Compton, c’est du rap adulte qui s’assume. Et il n’en est que meilleur. A part sur ce « One Shot One Kill » qui bastonne, la fraicheur et la spontanéité de la jeunesse ont disparu de ce disque où rien n’est laissé au hasard. Dr. Dre et son équipe, cependant, n’en livrent pas moins plusieurs bons titres, parmi lesquels se distinguent : un « Darkside/Gone » rempli de trouvailles, qui joue habilement de plusieurs mouvements et qui s’essaye à l’Auto-Tune ; la confession finale du magnifique « Talking To My Diary » ; et cet « All In A Day’s Work » qui joue le rôle de « Still Dre » sur le solo d’avant, celui du titre addictif qui remet les pendules à l’heure. Le seul moment irritant, c’est cette intervention énervée et forcée d’Eminem à la fin, sur « Medicine Man », qui vire à l’auto-caricature.

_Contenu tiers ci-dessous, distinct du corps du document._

//! Typed view models for site content
//! 站点内容的类型化视图模型
//!
//! Singleton and text content serialize camelCase; gallery and section rows
//! keep their snake_case column names, as the pages consume them that way.
//! 单例和文本内容以camelCase序列化；图库和分区行保留snake_case列名。

use std::fmt;
use std::str::FromStr;

use serde::{Deserialize, Serialize};
use serde_json::Value;

use super::error::{ContentError, ContentResult};
use super::resource::Resource;

/// Wire helpers for loosely typed columns / 松散类型列的解析辅助
pub(crate) mod wire {
    use serde::de::Error;
    use serde::{Deserialize, Deserializer};
    use serde_json::Value;

    /// Identifier as string or integer / 字符串或整数形式的标识符
    pub fn id<'de, D: Deserializer<'de>>(d: D) -> Result<String, D::Error> {
        match Value::deserialize(d)? {
            Value::String(s) if !s.is_empty() => Ok(s),
            Value::Number(n) => Ok(n.to_string()),
            other => Err(D::Error::custom(format!("invalid id: {}", other))),
        }
    }

    /// Text that may arrive as a number / 可能以数字形式出现的文本
    pub fn text<'de, D: Deserializer<'de>>(d: D) -> Result<String, D::Error> {
        match Value::deserialize(d)? {
            Value::String(s) => Ok(s),
            Value::Number(n) => Ok(n.to_string()),
            other => Err(D::Error::custom(format!("expected text, got {}", other))),
        }
    }

    /// Text where null means empty / null表示空字符串的文本
    pub fn text_or_empty<'de, D: Deserializer<'de>>(d: D) -> Result<String, D::Error> {
        match Value::deserialize(d)? {
            Value::Null => Ok(String::new()),
            Value::String(s) => Ok(s),
            Value::Number(n) => Ok(n.to_string()),
            other => Err(D::Error::custom(format!("expected text, got {}", other))),
        }
    }

    /// Boolean where null means false / null表示false的布尔值
    pub fn flag<'de, D: Deserializer<'de>>(d: D) -> Result<bool, D::Error> {
        Ok(Option::<bool>::deserialize(d)?.unwrap_or(false))
    }
}

#[derive(Debug, Clone, PartialEq, Eq, Serialize, Deserialize)]
#[serde(rename_all = "camelCase")]
pub struct HeroContent {
    pub id: String,
    pub title: String,
    pub subtitle: String,
    pub description: String,
    pub primary_button_text: String,
    pub secondary_button_text: String,
}

#[derive(Debug, Clone, PartialEq, Eq, Serialize, Deserialize)]
pub struct AboutContent {
    #[serde(deserialize_with = "wire::id")]
    pub id: String,
    pub paragraphs: Vec<String>,
}

#[derive(Debug, Clone, PartialEq, Eq, Serialize, Deserialize)]
#[serde(rename_all = "camelCase")]
pub struct OnboardingContent {
    pub id: String,
    pub title: String,
    pub subtitle: String,
    pub button_text: String,
}

#[derive(Debug, Clone, PartialEq, Eq, Serialize, Deserialize)]
#[serde(rename_all = "camelCase")]
pub struct FooterContent {
    pub id: String,
    pub copyright_text: String,
    #[serde(default, skip_serializing_if = "Option::is_none")]
    pub note: Option<String>,
}

/// Headline number on the landing page / 首页上的统计数字
#[derive(Debug, Clone, PartialEq, Eq, Serialize, Deserialize)]
pub struct Statistic {
    #[serde(deserialize_with = "wire::id")]
    pub id: String,
    pub label: String,
    /// Display value such as "20+" / 显示值，例如 "20+"
    #[serde(deserialize_with = "wire::text")]
    pub value: String,
    pub order: i64,
}

/// Team member category / 团队成员类别
///
/// Only `staff` and `student` take part in partitioning.
/// 只有 `staff` 和 `student` 参与分组。
#[derive(Debug, Clone, PartialEq, Eq, Hash, Serialize, Deserialize)]
#[serde(from = "String", into = "String")]
pub enum MemberType {
    Staff,
    Student,
    Other(String),
}

impl From<String> for MemberType {
    fn from(value: String) -> Self {
        match value.as_str() {
            "staff" => MemberType::Staff,
            "student" => MemberType::Student,
            _ => MemberType::Other(value),
        }
    }
}

impl From<MemberType> for String {
    fn from(value: MemberType) -> Self {
        match value {
            MemberType::Staff => "staff".to_string(),
            MemberType::Student => "student".to_string(),
            MemberType::Other(other) => other,
        }
    }
}

#[derive(Debug, Clone, PartialEq, Eq, Serialize, Deserialize)]
pub struct TeamMember {
    #[serde(deserialize_with = "wire::id")]
    pub id: String,
    pub name: String,
    pub role: String,
    #[serde(default, deserialize_with = "wire::text_or_empty")]
    pub phone: String,
    #[serde(rename = "type")]
    pub member_type: MemberType,
    pub order: i64,
}

/// Split members into (staff, students); other types land in neither
/// 将成员拆分为（教职工，学生）；其他类型不进入任何一组
pub fn partition_team(members: &[TeamMember]) -> (Vec<TeamMember>, Vec<TeamMember>) {
    let staff = members
        .iter()
        .filter(|m| m.member_type == MemberType::Staff)
        .cloned()
        .collect();
    let students = members
        .iter()
        .filter(|m| m.member_type == MemberType::Student)
        .cloned()
        .collect();
    (staff, students)
}

/// Festival day, either 1 or 2 / 节日的第几天（1或2）
#[derive(Debug, Clone, Copy, PartialEq, Eq, PartialOrd, Ord, Hash, Serialize, Deserialize)]
#[serde(try_from = "u8", into = "u8")]
pub enum EventDay {
    One,
    Two,
}

impl TryFrom<u8> for EventDay {
    type Error = String;

    fn try_from(value: u8) -> Result<Self, Self::Error> {
        match value {
            1 => Ok(EventDay::One),
            2 => Ok(EventDay::Two),
            other => Err(format!("event day must be 1 or 2, got {}", other)),
        }
    }
}

impl From<EventDay> for u8 {
    fn from(day: EventDay) -> Self {
        match day {
            EventDay::One => 1,
            EventDay::Two => 2,
        }
    }
}

#[derive(Debug, Clone, Copy, PartialEq, Eq, Hash, Serialize, Deserialize)]
#[serde(rename_all = "lowercase")]
pub enum Vibe {
    Thriller,
    Fantasy,
    Action,
    Horror,
    Adventure,
    Crime,
}

impl Vibe {
    pub fn as_str(self) -> &'static str {
        match self {
            Vibe::Thriller => "thriller",
            Vibe::Fantasy => "fantasy",
            Vibe::Action => "action",
            Vibe::Horror => "horror",
            Vibe::Adventure => "adventure",
            Vibe::Crime => "crime",
        }
    }
}

impl fmt::Display for Vibe {
    fn fmt(&self, f: &mut fmt::Formatter<'_>) -> fmt::Result {
        f.write_str(self.as_str())
    }
}

impl FromStr for Vibe {
    type Err = ContentError;

    fn from_str(s: &str) -> Result<Self, Self::Err> {
        match s.trim().to_ascii_lowercase().as_str() {
            "thriller" => Ok(Vibe::Thriller),
            "fantasy" => Ok(Vibe::Fantasy),
            "action" => Ok(Vibe::Action),
            "horror" => Ok(Vibe::Horror),
            "adventure" => Ok(Vibe::Adventure),
            "crime" => Ok(Vibe::Crime),
            other => Err(ContentError::InvalidInput(format!("unknown vibe: {}", other))),
        }
    }
}

#[derive(Debug, Clone, PartialEq, Eq, Serialize, Deserialize)]
pub struct EventCard {
    /// Slug of the title at creation time / 创建时标题的slug
    pub id: String,
    pub title: String,
    #[serde(default, deserialize_with = "wire::text_or_empty")]
    pub inspiration: String,
    pub description: String,
    /// Poster URL / 海报URL
    #[serde(default, deserialize_with = "wire::text_or_empty")]
    pub image: String,
    /// Style token / 样式标记
    pub color: String,
    #[serde(default)]
    pub symbols: Vec<String>,
    pub day: EventDay,
    pub vibe: Vibe,
}

#[derive(Debug, Clone, PartialEq, Eq, Serialize, Deserialize)]
pub struct GalleryImage {
    #[serde(deserialize_with = "wire::id")]
    pub id: String,
    pub image_url: String,
    #[serde(default)]
    pub order: Option<i64>,
    #[serde(default, deserialize_with = "wire::flag")]
    pub is_featured: bool,
    #[serde(default, deserialize_with = "wire::text_or_empty")]
    pub created_at: String,
}

#[derive(Debug, Clone, PartialEq, Eq, Serialize, Deserialize)]
pub struct SectionContent {
    #[serde(deserialize_with = "wire::id")]
    pub id: String,
    pub section_key: String,
    pub label: String,
    pub title: String,
    #[serde(default)]
    pub description: Option<String>,
}

#[derive(Debug, Clone, PartialEq, Eq, Serialize, Deserialize)]
pub struct ButtonLabel {
    #[serde(deserialize_with = "wire::id")]
    pub id: String,
    pub key: String,
    pub text: String,
}

/// Look up a section by its key / 按键查找分区
pub fn find_section<'a>(sections: &'a [SectionContent], key: &str) -> Option<&'a SectionContent> {
    sections.iter().find(|s| s.section_key == key)
}

/// Button text by key; empty when the key is unknown / 按键获取按钮文本，未知键返回空字符串
pub fn button_text<'a>(labels: &'a [ButtonLabel], key: &str) -> &'a str {
    labels
        .iter()
        .find(|b| b.key == key)
        .map(|b| b.text.as_str())
        .unwrap_or("")
}

/// Object in a storage bucket / 存储桶中的对象
#[derive(Debug, Clone, PartialEq, Eq, Serialize, Deserialize)]
pub struct StorageFile {
    pub id: String,
    pub name: String,
    pub url: String,
    pub size: u64,
    pub created_at: String,
}

/// File in the admin document library / 管理员文档库中的文件
#[derive(Debug, Clone, PartialEq, Eq, Serialize, Deserialize)]
pub struct AdminDocument {
    pub id: String,
    pub name: String,
    pub url: String,
    pub size: u64,
    pub uploaded_at: String,
}

impl From<StorageFile> for AdminDocument {
    fn from(file: StorageFile) -> Self {
        AdminDocument {
            id: file.id,
            name: file.name,
            url: file.url,
            size: file.size,
            uploaded_at: file.created_at,
        }
    }
}

/// One resource's freshly decoded content / 单个资源新解码的内容
#[derive(Debug, Clone, PartialEq)]
pub enum ResourceData {
    HeroContent(HeroContent),
    AboutContent(AboutContent),
    OnboardingContent(OnboardingContent),
    FooterContent(FooterContent),
    Statistics(Vec<Statistic>),
    TeamMembers(Vec<TeamMember>),
    Events(Vec<EventCard>),
    GalleryImages(Vec<GalleryImage>),
    SectionContent(Vec<SectionContent>),
    ButtonLabels(Vec<ButtonLabel>),
}

impl ResourceData {
    pub fn resource(&self) -> Resource {
        match self {
            ResourceData::HeroContent(_) => Resource::HeroContent,
            ResourceData::AboutContent(_) => Resource::AboutContent,
            ResourceData::OnboardingContent(_) => Resource::OnboardingContent,
            ResourceData::FooterContent(_) => Resource::FooterContent,
            ResourceData::Statistics(_) => Resource::Statistics,
            ResourceData::TeamMembers(_) => Resource::TeamMembers,
            ResourceData::Events(_) => Resource::Events,
            ResourceData::GalleryImages(_) => Resource::GalleryImages,
            ResourceData::SectionContent(_) => Resource::SectionContent,
            ResourceData::ButtonLabels(_) => Resource::ButtonLabels,
        }
    }
}

/// The aggregate of every content resource / 所有内容资源的聚合
#[derive(Debug, Clone, Default, PartialEq, Serialize, Deserialize)]
#[serde(rename_all = "camelCase")]
pub struct SiteData {
    pub hero_content: Option<HeroContent>,
    pub about_content: Option<AboutContent>,
    pub onboarding_content: Option<OnboardingContent>,
    pub footer_content: Option<FooterContent>,
    pub statistics: Vec<Statistic>,
    pub team_members: Vec<TeamMember>,
    pub staff_members: Vec<TeamMember>,
    pub student_members: Vec<TeamMember>,
    pub events: Vec<EventCard>,
    pub gallery_images: Vec<GalleryImage>,
    pub section_content: Vec<SectionContent>,
    pub button_labels: Vec<ButtonLabel>,
    /// Resources whose query failed during a fallback assembly
    /// 回退组装期间查询失败的资源
    #[serde(default, skip_serializing_if = "Vec::is_empty")]
    pub degraded: Vec<Resource>,
}

impl SiteData {
    /// Replace the team and recompute both partitions / 替换团队并重新计算两个分组
    pub fn set_team_members(&mut self, members: Vec<TeamMember>) {
        let (staff, students) = partition_team(&members);
        self.team_members = members;
        self.staff_members = staff;
        self.student_members = students;
    }

    /// Merge one resource in place; every other field is left alone
    /// 原地合并单个资源，其他字段保持不变
    pub fn apply(&mut self, data: ResourceData) {
        let resource = data.resource();
        match data {
            ResourceData::HeroContent(v) => self.hero_content = Some(v),
            ResourceData::AboutContent(v) => self.about_content = Some(v),
            ResourceData::OnboardingContent(v) => self.onboarding_content = Some(v),
            ResourceData::FooterContent(v) => self.footer_content = Some(v),
            ResourceData::Statistics(v) => self.statistics = v,
            ResourceData::TeamMembers(v) => self.set_team_members(v),
            ResourceData::Events(v) => self.events = v,
            ResourceData::GalleryImages(v) => self.gallery_images = v,
            ResourceData::SectionContent(v) => self.section_content = v,
            ResourceData::ButtonLabels(v) => self.button_labels = v,
        }
        self.degraded.retain(|r| *r != resource);
    }

    pub fn section(&self, key: &str) -> Option<&SectionContent> {
        find_section(&self.section_content, key)
    }

    pub fn button_text(&self, key: &str) -> &str {
        button_text(&self.button_labels, key)
    }

    pub fn is_degraded(&self, resource: Resource) -> bool {
        self.degraded.contains(&resource)
    }

    /// JSON of one aggregate key, including the team partitions
    /// 单个聚合键的JSON，包括团队分组
    pub fn section_value(&self, name: &str) -> ContentResult<Value> {
        let resource: Resource = name.parse()?;
        let key = match name {
            "staffMembers" | "studentMembers" => name,
            _ => resource.section_name(),
        };
        let value = serde_json::to_value(self)
            .map_err(|e| ContentError::Aggregate(format!("failed to serialize aggregate: {}", e)))?;
        Ok(value.get(key).cloned().unwrap_or(Value::Null))
    }
}
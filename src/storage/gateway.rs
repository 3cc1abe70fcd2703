//! Object storage gateway: upload, public URLs, best-effort delete, listing
//! 对象存储网关：上传、公共URL、尽力删除、列表

use std::sync::Arc;

use chrono::Utc;
use rand::Rng;
use tracing::{debug, warn};
use url::Url;

use crate::backend::{FileUpload, ListOptions, ObjectStorage};
use crate::config::StorageConfig;
use crate::constants::PUBLIC_OBJECT_PATH;
use crate::content::{AdminDocument, ContentError, ContentResult, StorageFile};

const TOKEN_ALPHABET: &[u8] = b"0123456789abcdefghijklmnopqrstuvwxyz";
const TOKEN_LEN: usize = 10;

/// Collision-resistant object name: `<unix-millis>-<base36 token>[.<ext>]`
/// 抗冲突的对象名称：`<毫秒时间戳>-<base36随机串>[.<扩展名>]`
pub fn generate_object_name(original: &str) -> String {
    let mut rng = rand::thread_rng();
    let token: String = (0..TOKEN_LEN)
        .map(|_| TOKEN_ALPHABET[rng.gen_range(0..TOKEN_ALPHABET.len())] as char)
        .collect();
    let millis = Utc::now().timestamp_millis();

    match file_extension(original) {
        Some(ext) => format!("{}-{}.{}", millis, token, ext),
        None => format!("{}-{}", millis, token),
    }
}

fn file_extension(name: &str) -> Option<&str> {
    let base = name.rsplit(['/', '\\']).next().unwrap_or(name);
    match base.rsplit_once('.') {
        Some((_, ext)) if !ext.is_empty() => Some(ext),
        _ => None,
    }
}

/// Recover the bucket-relative path from a public object URL
/// 从公共对象URL中恢复存储桶内的相对路径
///
/// Returns `None` for unparseable URLs, other buckets and empty paths.
/// 对于无法解析的URL、其他存储桶或空路径返回 `None`。
pub fn object_path_from_url(bucket: &str, url: &str) -> Option<String> {
    let parsed = Url::parse(url).ok()?;
    let marker = format!("{}{}/", PUBLIC_OBJECT_PATH, bucket);
    let path = parsed.path();
    let start = path.find(&marker)? + marker.len();
    let object = &path[start..];
    if object.is_empty() {
        None
    } else {
        Some(object.to_string())
    }
}

/// Storage gateway over an [`ObjectStorage`] backend / 基于 [`ObjectStorage`] 后端的存储网关
#[derive(Debug, Clone)]
pub struct StorageGateway {
    storage: Arc<dyn ObjectStorage>,
    config: StorageConfig,
}

impl StorageGateway {
    pub fn new(storage: Arc<dyn ObjectStorage>) -> Self {
        Self::with_config(storage, StorageConfig::default())
    }

    pub fn with_config(storage: Arc<dyn ObjectStorage>, config: StorageConfig) -> Self {
        Self { storage, config }
    }

    /// Bucket for event posters / 活动海报存储桶
    pub fn event_posters_bucket(&self) -> &str {
        &self.config.event_posters_bucket
    }

    /// Bucket for admin documents / 管理文档存储桶
    pub fn admin_documents_bucket(&self) -> &str {
        &self.config.admin_documents_bucket
    }

    pub fn public_url(&self, bucket: &str, path: &str) -> String {
        self.storage.public_url(bucket, path)
    }

    /// Upload under a generated name and return its public URL
    /// 以生成的名称上传并返回公共URL
    pub async fn upload(&self, bucket: &str, file: &FileUpload) -> ContentResult<String> {
        let path = generate_object_name(&file.name);
        self.storage
            .upload(bucket, &path, file)
            .await
            .map_err(ContentError::storage)?;
        debug!(bucket, path = %path, size = file.bytes.len(), "Object uploaded");
        Ok(self.storage.public_url(bucket, &path))
    }

    /// Remove the object behind a public URL / 删除公共URL对应的对象
    ///
    /// A URL that does not point into `bucket` is logged and ignored.
    /// 未指向 `bucket` 的URL会被记录并忽略。
    pub async fn delete(&self, bucket: &str, url: &str) -> ContentResult<()> {
        let Some(path) = object_path_from_url(bucket, url) else {
            warn!(bucket, url, "Could not extract object path from URL, skipping delete");
            return Ok(());
        };
        self.storage
            .remove(bucket, &[path.clone()])
            .await
            .map_err(ContentError::storage)?;
        debug!(bucket, path = %path, "Object removed");
        Ok(())
    }

    /// Newest objects first, each with its public URL / 按时间倒序列出对象并附带公共URL
    pub async fn list(&self, bucket: &str) -> ContentResult<Vec<StorageFile>> {
        let objects = self
            .storage
            .list(bucket, &ListOptions::newest_first(self.config.list_limit))
            .await
            .map_err(ContentError::storage)?;

        let now = Utc::now().to_rfc3339();
        Ok(objects
            .into_iter()
            .map(|object| StorageFile {
                id: object.id.unwrap_or_else(|| object.name.clone()),
                url: self.storage.public_url(bucket, &object.name),
                size: object.size.unwrap_or(0),
                created_at: object.created_at.unwrap_or_else(|| now.clone()),
                name: object.name,
            })
            .collect())
    }

    pub async fn list_admin_documents(&self) -> ContentResult<Vec<AdminDocument>> {
        let files = self.list(self.admin_documents_bucket()).await?;
        Ok(files.into_iter().map(AdminDocument::from).collect())
    }

    pub async fn upload_admin_document(&self, file: &FileUpload) -> ContentResult<String> {
        self.upload(self.admin_documents_bucket(), file).await
    }

    pub async fn delete_admin_document(&self, url: &str) -> ContentResult<()> {
        self.delete(self.admin_documents_bucket(), url).await
    }
}

#[cfg(test)]
mod tests {
    use super::*;

    #[test]
    fn test_generated_names_keep_extension() {
        let name = generate_object_name("poster.final.PNG");
        let (stamp, rest) = name.split_once('-').unwrap();
        assert!(stamp.parse::<i64>().is_ok());
        assert!(rest.ends_with(".PNG"));
        let token = rest.trim_end_matches(".PNG");
        assert_eq!(token.len(), TOKEN_LEN);
        assert!(token.chars().all(|c| c.is_ascii_digit() || c.is_ascii_lowercase()));
    }

    #[test]
    fn test_generated_names_without_extension() {
        let name = generate_object_name("README");
        assert!(!name.contains('.'));
        assert_ne!(generate_object_name("a.png"), generate_object_name("a.png"));
    }

    #[test]
    fn test_object_path_from_url() {
        assert_eq!(
            object_path_from_url(
                "event-posters",
                "https://abc.supabase.co/storage/v1/object/public/event-posters/123-x.png"
            ),
            Some("123-x.png".to_string())
        );
        assert_eq!(
            object_path_from_url(
                "event-posters",
                "https://abc.supabase.co/storage/v1/object/public/event-posters/2025/a.png?t=1"
            ),
            Some("2025/a.png".to_string())
        );
        assert_eq!(
            object_path_from_url(
                "event-posters",
                "https://abc.supabase.co/storage/v1/object/public/admin-documents/a.pdf"
            ),
            None
        );
        assert_eq!(
            object_path_from_url(
                "event-posters",
                "https://abc.supabase.co/storage/v1/object/public/event-posters/"
            ),
            None
        );
        assert_eq!(object_path_from_url("event-posters", "not a url"), None);
        assert_eq!(
            object_path_from_url("event-posters", "https://cdn.example.com/poster.png"),
            None
        );
    }
}
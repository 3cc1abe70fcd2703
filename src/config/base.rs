//! Base configuration structures and utilities
//! 基础配置结构和工具

use serde::{Deserialize, Serialize};
use std::net::SocketAddr;

/// Base server configuration / 基础服务器配置
#[derive(Debug, Clone, Serialize, Deserialize)]
#[serde(default)]
pub struct ServerConfig {
    /// Server bind address / 服务器绑定地址
    #[serde(deserialize_with = "deserialize_socket_addr")]
    pub addr: SocketAddr,
}

impl Default for ServerConfig {
    fn default() -> Self {
        Self {
            addr: SocketAddr::from(([127, 0, 0, 1], 8080)),
        }
    }
}

fn deserialize_socket_addr<'de, D>(deserializer: D) -> Result<SocketAddr, D::Error>
where
    D: serde::Deserializer<'de>,
{
    let s = String::deserialize(deserializer)?;
    s.parse().map_err(serde::de::Error::custom)
}

/// Base logging configuration / 基础日志配置
#[derive(Debug, Clone, Serialize, Deserialize)]
#[serde(default)]
pub struct LogConfig {
    /// Log level / 日志级别
    pub level: String,
    /// Log format / 日志格式
    pub format: String,
    /// Log output file / 日志输出文件
    pub file: Option<String>,
}

impl Default for LogConfig {
    fn default() -> Self {
        Self {
            level: "info".to_string(),
            format: "pretty".to_string(),
            file: None,
        }
    }
}

impl LogConfig {
    /// Convert to the common LoggingConfig used by init_tracing
    /// 转换为init_tracing使用的通用LoggingConfig
    pub fn to_logging_config(&self) -> crate::config::LoggingConfig {
        crate::config::LoggingConfig {
            level: self.level.clone(),
            format: self.format.clone(),
            file_enabled: self.file.is_some(),
            file_path: self.file.as_ref().map(std::path::PathBuf::from),
        }
    }
}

Il est trop tôt pour savoir quel sera le statut de Compton dans la courte discographie solo de son Dr. Dre. S’il sera fondateur, le chant du cygne d’une vieille génération ou sa réactualisation à l’ère de la trap et de l’Auto-Tune (deux formules présentes ici, en filigrane). Certains voudraient débattre et savoir s’il est un nouveau classique, ou juste un bon album. La vérité, sans doute, est entre les deux. Et puis de toute façon, le statut occupé par Andre Young fausse tout, il brouille toute perception. Sanctifié, canonisé, il vit sur son mythe. Dr. Dre est une icône. Il est une relique, un peu comme les Rolling Stones l’ont été pour le rock. Sauf que les Rolling Stones, trente années après leurs débuts, auraient été bien incapables de sortir un album de la qualité Compton.